== Input material ==
========

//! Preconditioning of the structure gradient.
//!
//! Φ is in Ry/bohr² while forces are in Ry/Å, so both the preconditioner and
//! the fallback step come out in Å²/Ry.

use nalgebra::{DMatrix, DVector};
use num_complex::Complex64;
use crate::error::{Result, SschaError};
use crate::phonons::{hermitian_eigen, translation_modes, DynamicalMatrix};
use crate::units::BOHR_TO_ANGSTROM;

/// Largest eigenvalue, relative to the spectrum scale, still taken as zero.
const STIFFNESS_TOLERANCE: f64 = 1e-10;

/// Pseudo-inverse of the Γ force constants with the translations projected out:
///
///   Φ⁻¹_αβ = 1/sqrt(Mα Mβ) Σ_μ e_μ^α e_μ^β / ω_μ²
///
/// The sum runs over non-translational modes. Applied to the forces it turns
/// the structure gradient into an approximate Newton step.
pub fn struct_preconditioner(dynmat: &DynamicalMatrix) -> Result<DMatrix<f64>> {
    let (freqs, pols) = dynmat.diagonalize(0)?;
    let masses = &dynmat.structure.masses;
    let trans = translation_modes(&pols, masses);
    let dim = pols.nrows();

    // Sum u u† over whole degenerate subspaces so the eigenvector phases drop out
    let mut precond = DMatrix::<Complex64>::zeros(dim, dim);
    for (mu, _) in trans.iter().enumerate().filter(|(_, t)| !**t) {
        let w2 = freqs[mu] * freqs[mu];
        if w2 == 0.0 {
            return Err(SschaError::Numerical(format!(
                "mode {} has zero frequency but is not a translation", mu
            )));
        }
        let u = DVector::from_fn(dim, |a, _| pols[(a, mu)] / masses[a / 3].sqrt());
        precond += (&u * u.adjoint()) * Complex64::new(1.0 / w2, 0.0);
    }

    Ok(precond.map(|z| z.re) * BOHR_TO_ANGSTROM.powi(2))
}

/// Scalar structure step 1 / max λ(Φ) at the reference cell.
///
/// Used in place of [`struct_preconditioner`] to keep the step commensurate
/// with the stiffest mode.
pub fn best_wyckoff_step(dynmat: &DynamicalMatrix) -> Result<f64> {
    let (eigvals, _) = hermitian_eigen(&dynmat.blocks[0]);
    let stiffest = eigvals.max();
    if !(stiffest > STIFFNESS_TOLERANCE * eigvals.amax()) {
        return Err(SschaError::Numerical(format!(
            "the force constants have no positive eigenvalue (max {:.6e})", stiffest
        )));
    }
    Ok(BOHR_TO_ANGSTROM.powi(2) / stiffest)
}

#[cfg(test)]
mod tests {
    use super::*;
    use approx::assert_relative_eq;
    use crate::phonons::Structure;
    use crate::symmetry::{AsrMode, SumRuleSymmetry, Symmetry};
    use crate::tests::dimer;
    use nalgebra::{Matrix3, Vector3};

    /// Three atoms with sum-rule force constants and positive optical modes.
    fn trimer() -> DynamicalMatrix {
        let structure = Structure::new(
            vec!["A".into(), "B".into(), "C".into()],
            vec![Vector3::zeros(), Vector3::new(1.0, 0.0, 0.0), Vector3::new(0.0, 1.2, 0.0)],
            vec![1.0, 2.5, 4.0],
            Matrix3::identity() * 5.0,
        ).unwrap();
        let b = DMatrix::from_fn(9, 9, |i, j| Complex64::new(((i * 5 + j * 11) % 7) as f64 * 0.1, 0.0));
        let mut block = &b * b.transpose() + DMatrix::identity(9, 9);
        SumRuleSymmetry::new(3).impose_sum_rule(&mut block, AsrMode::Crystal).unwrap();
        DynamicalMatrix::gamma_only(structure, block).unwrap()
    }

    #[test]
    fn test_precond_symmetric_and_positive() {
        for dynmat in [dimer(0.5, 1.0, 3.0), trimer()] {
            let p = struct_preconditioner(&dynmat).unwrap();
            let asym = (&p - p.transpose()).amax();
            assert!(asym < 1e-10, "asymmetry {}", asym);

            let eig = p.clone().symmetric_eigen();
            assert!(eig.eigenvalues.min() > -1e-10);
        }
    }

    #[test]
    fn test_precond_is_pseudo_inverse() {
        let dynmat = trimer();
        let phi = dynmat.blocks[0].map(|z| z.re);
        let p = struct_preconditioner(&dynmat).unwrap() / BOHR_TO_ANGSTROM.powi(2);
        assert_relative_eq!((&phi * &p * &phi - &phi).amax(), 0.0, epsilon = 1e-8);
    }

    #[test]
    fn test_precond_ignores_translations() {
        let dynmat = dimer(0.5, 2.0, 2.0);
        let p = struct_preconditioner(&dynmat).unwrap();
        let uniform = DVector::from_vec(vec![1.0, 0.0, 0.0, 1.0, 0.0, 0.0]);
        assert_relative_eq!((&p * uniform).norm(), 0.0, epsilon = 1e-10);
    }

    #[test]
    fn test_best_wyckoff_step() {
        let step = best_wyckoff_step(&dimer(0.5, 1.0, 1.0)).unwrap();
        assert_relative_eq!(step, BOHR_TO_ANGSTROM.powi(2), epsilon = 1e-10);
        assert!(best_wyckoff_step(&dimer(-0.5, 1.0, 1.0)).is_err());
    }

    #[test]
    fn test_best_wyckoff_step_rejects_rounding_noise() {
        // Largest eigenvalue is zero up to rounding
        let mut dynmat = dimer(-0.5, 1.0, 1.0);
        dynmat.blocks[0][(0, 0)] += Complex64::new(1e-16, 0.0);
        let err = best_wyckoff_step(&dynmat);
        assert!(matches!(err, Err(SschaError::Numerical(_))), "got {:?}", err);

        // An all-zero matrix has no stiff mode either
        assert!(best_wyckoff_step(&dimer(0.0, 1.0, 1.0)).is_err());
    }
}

========

== Exercise instructions ==
Show the lines of the records above that mention "trimer".

== Result of the task ==
    fn trimer() -> DynamicalMatrix {
        for dynmat in [dimer(0.5, 1.0, 3.0), trimer()] {
        let dynmat = trimer();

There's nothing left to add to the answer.